Juliet's solo repertoire is dominated by the music from either end of the canon: she is as highly regarded for her interpretation of Renaissance and Baroque music as for the most challenging contemporary works. In contemporary repertoire, Juliet has appeared as a soloist with the CBSO, London Sinfonietta, Endymion, Plus-Minus Ensemble, BBCSSO and, in Europe, with L'Instant Donné, We Spoke: New Music Company, Ensemble Modern, musikFabrik and Ensemble intercontemporain.
Juliet is principal soprano of EXAUDI, the acclaimed contemporary music vocal ensemble, which she founded in 2002 with composer/director James Weeks. With EXAUDI she has released critically acclaimed portrait discs of Michael Finnissy, Christopher Fox, Elisabeth Lutyens, Howard Skempton and Stefano Gervasoni. The 2013 release, 'Exposure', features new works written for EXAUDI by Joanna Bailie, Stephen Chase, Aaron Cassidy, Bryn Harrison, Claudia Molitor and James Weeks.
MAXIME ECHARDOUR
ANDREW HAMILTON
Andrew Hamilton was born in Dublin in 1977. He studied at the Royal Irish Academy of Music and Chetham’s School of Music, Manchester. Following studies at Oxford University and the Royal Northern College of Music in Manchester, he undertook a PhD in composition at the University of York with the assistance of the Elizabeth Maconchy Composition Fellowship awarded by the Arts Council/An Chomhairle Ealaíon.

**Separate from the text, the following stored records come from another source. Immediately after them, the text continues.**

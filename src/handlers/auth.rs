use axum::{
    extract::{Query, State},
    response::{IntoResponse, Redirect},
};
use serde::Deserialize;
use std::time::{Duration, Instant};
use uuid::Uuid;

use crate::{
    error::{AppError, Result},
    services::UserService,
    state::AppState,
};

/// How long an issued OAuth `state` stays valid.
const AUTH_STATE_TTL: Duration = Duration::from_secs(600);

#[derive(Deserialize)]
pub struct CallbackQuery {
    pub code: String,
    pub state: String,
}

/// Start the provider redirect handshake: issue a random `state`, keep it
/// for the callback, and send the browser to the provider.
pub async fn authorize(State(state): State<AppState>) -> Result<impl IntoResponse> {
    let spotify = state.spotify.clone();

    let auth_state = Uuid::new_v4().to_string();
    let url = spotify.authorize_url(&auth_state);

    let mut states = state.auth_states.lock().await;
    states.retain(|_, issued| issued.elapsed() < AUTH_STATE_TTL);
    states.insert(auth_state, Instant::now());

    Ok(Redirect::to(&url))
}

/// Provider callback: verify the `state`, exchange the code, upsert the
/// user, and hand off to the frontend.
pub async fn callback(
    State(state): State<AppState>,
    Query(params): Query<CallbackQuery>,
) -> Result<impl IntoResponse> {
    let issued = {
        let mut states = state.auth_states.lock().await;
        states.remove(&params.state)
    };
    match issued {
        Some(issued) if issued.elapsed() < AUTH_STATE_TTL => {}
        _ => {
            return Err(AppError::Authentication(
                "Invalid or expired state".to_string(),
            ))
        }
    }

    let spotify = state.spotify.clone();
    let tokens = spotify.exchange_code(&params.code).await?;
    let profile = spotify.get_profile(&tokens.access_token).await?;

    let users = UserService::new(state.db.clone());
    let user = users.upsert_spotify_user(&profile, &tokens).await?;

    Ok(Redirect::to(&format!(
        "{}/dashboard?user_id={}",
        state.config.frontend_url, user.id
    )))
}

From 2002 to 2004 he studied at the Royal Conservatory, The Hague. His composition teachers have included Kevin Volans, Anthony Gilbert and Louis Andriessen. Awards include first prize in the 2001 Opera Prima Europa competition and the 2002 prize at the 8th International Young Composers Forum in Apeldoorn, The Netherlands. In 2004 he was awarded the Macaulay Fellowship by the Arts Council of Ireland and from 2005 to 2006 he was a fellow at Akademie Schloss Solitude, Stuttgart. In 2010 he was awarded a residency by Aldeburgh Music as part of the Britten-Pears Young Artists Programme and in 2012 became a music fellow at the Civitella Ranieiri Residency in Italy.

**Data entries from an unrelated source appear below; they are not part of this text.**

impl TtlCache {
    /// Open (creating if needed) a cache rooted at `dir`.
    pub fn open(dir: impl Into<PathBuf>) -> Result<Self, CacheError> {
        Self::with_clock(dir, Arc::new(SystemClock))
    }

    /// Open a cache that reads time from `clock`.
    pub fn with_clock(dir: impl Into<PathBuf>, clock: Arc<dyn Clock>) -> Result<Self, CacheError> {
        let dir = dir.into();
        fs::create_dir_all(&dir)?;
        Ok(Self {
            dir,
            clock,
            stats: Mutex::new(CacheStats::default()),
        })
    }

    /// Directory holding the entries.
    pub fn location(&self) -> &Path {
        &self.dir
    }

    fn path_for(&self, key: &CacheKey) -> PathBuf {
        self.dir.join(key.file_name())
    }

    fn record<F: FnOnce(&mut CacheStats)>(&self, update: F) {
        let mut stats = self.stats.lock().unwrap_or_else(|err| err.into_inner());
        update(&mut stats);
    }

    /// Get a value with its cache metadata.
    ///
    /// Returns `None` on a missing, expired, or unreadable entry. Expired and
    /// undecodable entries are removed.
    pub fn lookup(&self, key: &CacheKey) -> Option<CacheRead<CachePayload>> {
        self.read_entry(key, None)
    }

    /// Like [`TtlCache::lookup`], but an entry holding another kind of
    /// payload is treated as unreadable: counted as an error and a miss, and
    /// removed.
    pub fn lookup_kind(
        &self,
        key: &CacheKey,
        kind: PayloadKind,
    ) -> Option<CacheRead<CachePayload>> {
        self.read_entry(key, Some(kind))
    }

    fn read_entry(
        &self,
        key: &CacheKey,
        expected: Option<PayloadKind>,
    ) -> Option<CacheRead<CachePayload>> {
        let path = self.path_for(key);
        let seen = modified_time(&path);
        let bytes = match fs::read(&path) {
            Ok(bytes) => bytes,
            Err(err) if err.kind() == ErrorKind::NotFound => {
                debug!(key = %key, "cache miss");
                self.record(|s| s.misses += 1);
                return None;
            }
            Err(err) => {
                warn!(key = %key, error = %err, "failed to read cache entry");
                self.record(|s| {
                    s.errors += 1;
                    s.misses += 1;
                });
                return None;
            }
        };

        let entry = match CacheEntry::from_json(&bytes) {
            Ok(entry) => entry,
            Err(err) => {
                warn!(key = %key, error = %err, "removing unreadable cache entry");
                remove_if_unchanged(&path, seen);
                self.record(|s| {
                    s.errors += 1;
                    s.misses += 1;
                });
                return None;
            }
        };

        if let Some(kind) = expected.filter(|kind| *kind != entry.value.kind()) {
            warn!(
                key = %key,
                expected = kind.as_str(),
                found = entry.value.kind().as_str(),
                "removing cache entry of the wrong kind"
            );
            remove_if_unchanged(&path, seen);
            self.record(|s| {
                s.errors += 1;
                s.misses += 1;
            });
            return None;
        }

        if entry.is_expired(self.clock.now()) {
            debug!(key = %key, expires_at = %entry.expires_at, "cache entry expired");
            remove_if_unchanged(&path, seen);
            self.record(|s| {
                s.expired += 1;
                s.misses += 1;
            });
            return None;
        }

        debug!(key = %key, items = entry.value.item_count(), "cache hit");
        self.record(|s| s.hits += 1);
        Some(CacheRead::from_cache(
            entry.value,
            entry.created_at,
            entry.expires_at,
        ))
    }

    /// Get a value, or `None` on any kind of miss.
    pub fn get(&self, key: &CacheKey) -> Option<CachePayload> {
        self.lookup(key).map(CacheRead::into_value)
    }

    /// Store `value` for `ttl_secs`, replacing any existing entry.
    ///
    /// Returns `false` if the entry could not be written.
    pub fn set(&self, key: &CacheKey, value: CachePayload, ttl_secs: u64) -> bool {
        let result = CacheEntry::new(value, self.clock.now(), ttl_secs)
            .and_then(|entry| self.write_entry(key, &entry).map(|()| entry.value.item_count()));
        match result {
            Ok(items) => {
                debug!(key = %key, items, ttl_secs, "cache set");
                self.record(|s| s.sets += 1);
                true
            }
            Err(err) => {
                warn!(key = %key, error = %err, "failed to write cache entry");
                self.record(|s| s.errors += 1);
                false
            }
        }
    }

    fn write_entry(&self, key: &CacheKey, entry: &CacheEntry) -> Result<(), CacheError> {
        let bytes = entry.to_json()?;
        let mut tmp = tempfile::Builder::new()
            .prefix(".lwkit-")
            .suffix(".tmp")
            .tempfile_in(&self.dir)?;
        tmp.write_all(&bytes)?;
        tmp.as_file().sync_all()?;
        tmp.persist(self.path_for(key)).map_err(|e| e.error)?;
        Ok(())
    }

    /// Remove one entry. Returns whether it existed.
    pub fn delete(&self, key: &CacheKey) -> bool {
        match fs::remove_file(self.path_for(key)) {
            Ok(()) => {
                debug!(key = %key, "cache entry deleted");
                true
            }
            Err(err) if err.kind() == ErrorKind::NotFound => false,
            Err(err) => {
                warn!(key = %key, error = %err, "failed to delete cache entry");
                self.record(|s| s.errors += 1);
                false
            }
        }
    }

    /// Remove every entry. Returns how many were removed.
    pub fn clear(&self) -> usize {
        let removed = self
            .entry_files()
            .into_iter()
            .filter(|path| fs::remove_file(path).is_ok())
            .count();
        debug!(removed, "cache cleared");
        removed
    }

    /// Remove expired and unreadable entries. Returns how many were removed.
    pub fn cleanup_expired(&self) -> usize {
        let now = self.clock.now();
        let mut removed = 0usize;
        for path in self.entry_files() {
            let stale = match fs::read(&path) {
                Ok(bytes) => match CacheEntry::from_json(&bytes) {
                    Ok(entry) => entry.is_expired(now),
                    Err(_) => true,
                },
                Err(err) if err.kind() == ErrorKind::NotFound => false,
                Err(_) => true,
            };
            if stale && fs::remove_file(&path).is_ok() {
                removed += 1;
            }
        }
        self.record(|s| s.expired += removed as u64);
        debug!(removed, "expired cache entries cleaned up");
        removed
    }

    /// Snapshot of this process's counters.
    pub fn stats(&self) -> CacheStats {
        *self.stats.lock().unwrap_or_else(|err| err.into_inner())
    }

    /// Zero this process's counters.
    pub fn reset_stats(&self) {
        self.record(|s| *s = CacheStats::default());
    }

    pub fn info(&self) -> CacheInfo {
        let files = self.entry_files();
        let total_size_bytes = files
            .iter()
            .filter_map(|path| fs::metadata(path).ok())
            .map(|meta| meta.len())
            .sum();
        CacheInfo {
            location: self.dir.clone(),
            entry_count: files.len(),
            total_size_bytes,
            stats: self.stats(),
        }
    }

    /// Describe every stored entry, sorted by file name.
    pub fn entries(&self) -> Vec<EntrySummary> {
        let now = self.clock.now();
        let mut summaries: Vec<EntrySummary> = self
            .entry_files()
            .into_iter()
            .map(|path| summarize(&path, now))
            .collect();
        summaries.sort_by(|a, b| a.file_name.cmp(&b.file_name));
        summaries
    }

    fn entry_files(&self) -> Vec<PathBuf> {
        let dir = match fs::read_dir(&self.dir) {
            Ok(dir) => dir,
            Err(err) => {
                warn!(dir = %self.dir.display(), error = %err, "failed to list cache directory");
                return Vec::new();
            }
        };
        dir.filter_map(Result::ok)
            .map(|entry| entry.path())
            .filter(|path| path.is_file())
            .filter(|path| path.extension().is_some_and(|ext| ext == ENTRY_EXTENSION))
            .collect()
    }
}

His work has been performed internationally and at many festivals including Gaudeamus. Ultraschall Berlin, ISCM World Music Days, Dublin Fringe Theatre Festival, Sommer in Stuttgart, Huddersfield Contemporary Music Festival and the MATA Festival New York. He has also collaborated with visual artists Dagmar Keller, Martin Wittwer and Ingrid Hora on installations exhibited in Berlin, Stuttgart, Warsaw and Vienna. In 2012 he worked in a collaboration project at the archive of the Leipziger Baumwollspinnerei and was an artist in residence at the Centre Culturel Irlandais, Paris. Recently he has worked on new pieces with Crash Ensemble, Ensemble Klang, CHROMA, the Irish Chamber Orchestra, the Ives Ensemble, Orkest De Volharding, Ars Nova Copenhagen, Neue Vocalsolisten Stuttgart, Onyx Brass, the Knights Chamber Orchestra, the National Chamber Choir of Ireland, Exaudi, Endymion Ensemble, Ensemble Ascolta and the RTE National Symphony Orchestra of Ireland.
LINA LAPELYTE
Lina Lapelyte photo by Luca Nascuti
Lina Lapelyte lives and works in London and Vilnius. She is an artist, composer, musician and performer. In her recent operas such as Have a good Day! and Candy Shop she has been exploring the phenomena of song, using it as an object with which to examine issues of displacement, otherness and beauty. Along with Rie Nakajima, Richard Skelton and Jennifer Walshe, Lapelyte was shortlisted for the 2014 Arts Foundation award for experimental music.